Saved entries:
·····

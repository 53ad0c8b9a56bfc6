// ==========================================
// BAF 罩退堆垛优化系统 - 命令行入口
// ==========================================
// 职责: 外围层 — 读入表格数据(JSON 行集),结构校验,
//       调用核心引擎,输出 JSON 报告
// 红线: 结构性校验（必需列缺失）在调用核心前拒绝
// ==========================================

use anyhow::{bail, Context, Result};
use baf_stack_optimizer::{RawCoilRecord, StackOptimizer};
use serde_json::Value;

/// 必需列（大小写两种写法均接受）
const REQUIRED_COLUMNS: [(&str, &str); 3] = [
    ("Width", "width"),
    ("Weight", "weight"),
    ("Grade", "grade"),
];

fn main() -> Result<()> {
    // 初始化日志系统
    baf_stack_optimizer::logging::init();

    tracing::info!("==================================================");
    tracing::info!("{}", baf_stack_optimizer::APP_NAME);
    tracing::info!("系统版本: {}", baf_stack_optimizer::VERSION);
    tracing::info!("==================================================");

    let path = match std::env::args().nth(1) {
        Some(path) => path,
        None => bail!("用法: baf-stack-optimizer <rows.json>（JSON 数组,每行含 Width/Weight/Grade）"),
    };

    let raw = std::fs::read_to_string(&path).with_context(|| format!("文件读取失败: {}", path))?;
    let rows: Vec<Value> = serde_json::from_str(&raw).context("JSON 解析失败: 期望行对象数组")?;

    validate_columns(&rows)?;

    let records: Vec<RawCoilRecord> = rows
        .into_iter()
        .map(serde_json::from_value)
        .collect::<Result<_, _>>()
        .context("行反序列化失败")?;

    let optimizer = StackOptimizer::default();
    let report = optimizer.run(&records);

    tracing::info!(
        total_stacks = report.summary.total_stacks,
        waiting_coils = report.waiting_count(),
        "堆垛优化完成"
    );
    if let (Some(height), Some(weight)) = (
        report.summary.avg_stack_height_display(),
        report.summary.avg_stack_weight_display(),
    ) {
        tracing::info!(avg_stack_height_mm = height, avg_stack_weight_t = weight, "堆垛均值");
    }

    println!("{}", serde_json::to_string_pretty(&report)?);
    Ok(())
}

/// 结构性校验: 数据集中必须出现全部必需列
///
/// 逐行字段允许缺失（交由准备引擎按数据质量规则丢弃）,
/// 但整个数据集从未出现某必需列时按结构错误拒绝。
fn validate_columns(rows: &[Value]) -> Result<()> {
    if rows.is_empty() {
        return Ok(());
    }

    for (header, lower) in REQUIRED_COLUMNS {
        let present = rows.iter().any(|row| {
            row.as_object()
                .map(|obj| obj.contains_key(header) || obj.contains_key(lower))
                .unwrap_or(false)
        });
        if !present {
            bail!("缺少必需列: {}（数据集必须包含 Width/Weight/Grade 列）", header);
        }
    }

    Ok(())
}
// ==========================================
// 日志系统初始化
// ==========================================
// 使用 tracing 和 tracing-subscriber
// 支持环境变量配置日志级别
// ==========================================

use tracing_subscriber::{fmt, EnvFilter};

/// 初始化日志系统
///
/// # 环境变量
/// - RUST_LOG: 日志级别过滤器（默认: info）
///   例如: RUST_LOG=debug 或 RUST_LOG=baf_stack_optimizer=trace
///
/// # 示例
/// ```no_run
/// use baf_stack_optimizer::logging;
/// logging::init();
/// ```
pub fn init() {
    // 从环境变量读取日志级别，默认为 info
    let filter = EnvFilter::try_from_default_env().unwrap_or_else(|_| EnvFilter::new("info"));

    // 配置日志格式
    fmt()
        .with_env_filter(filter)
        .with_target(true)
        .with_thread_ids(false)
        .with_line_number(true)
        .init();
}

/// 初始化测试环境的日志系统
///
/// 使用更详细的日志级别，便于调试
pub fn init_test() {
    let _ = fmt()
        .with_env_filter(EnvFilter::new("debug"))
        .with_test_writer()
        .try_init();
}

·····

EXERCISE DIRECTIONS
List the lines of the entries that include "Width".

WRITTEN RESPONSE
    ("Width", "width"),
        None => bail!("用法: baf-stack-optimizer <rows.json>（JSON 数组,每行含 Width/Weight/Grade）"),
            bail!("缺少必需列: {}（数据集必须包含 Width/Weight/Grade 列）", header);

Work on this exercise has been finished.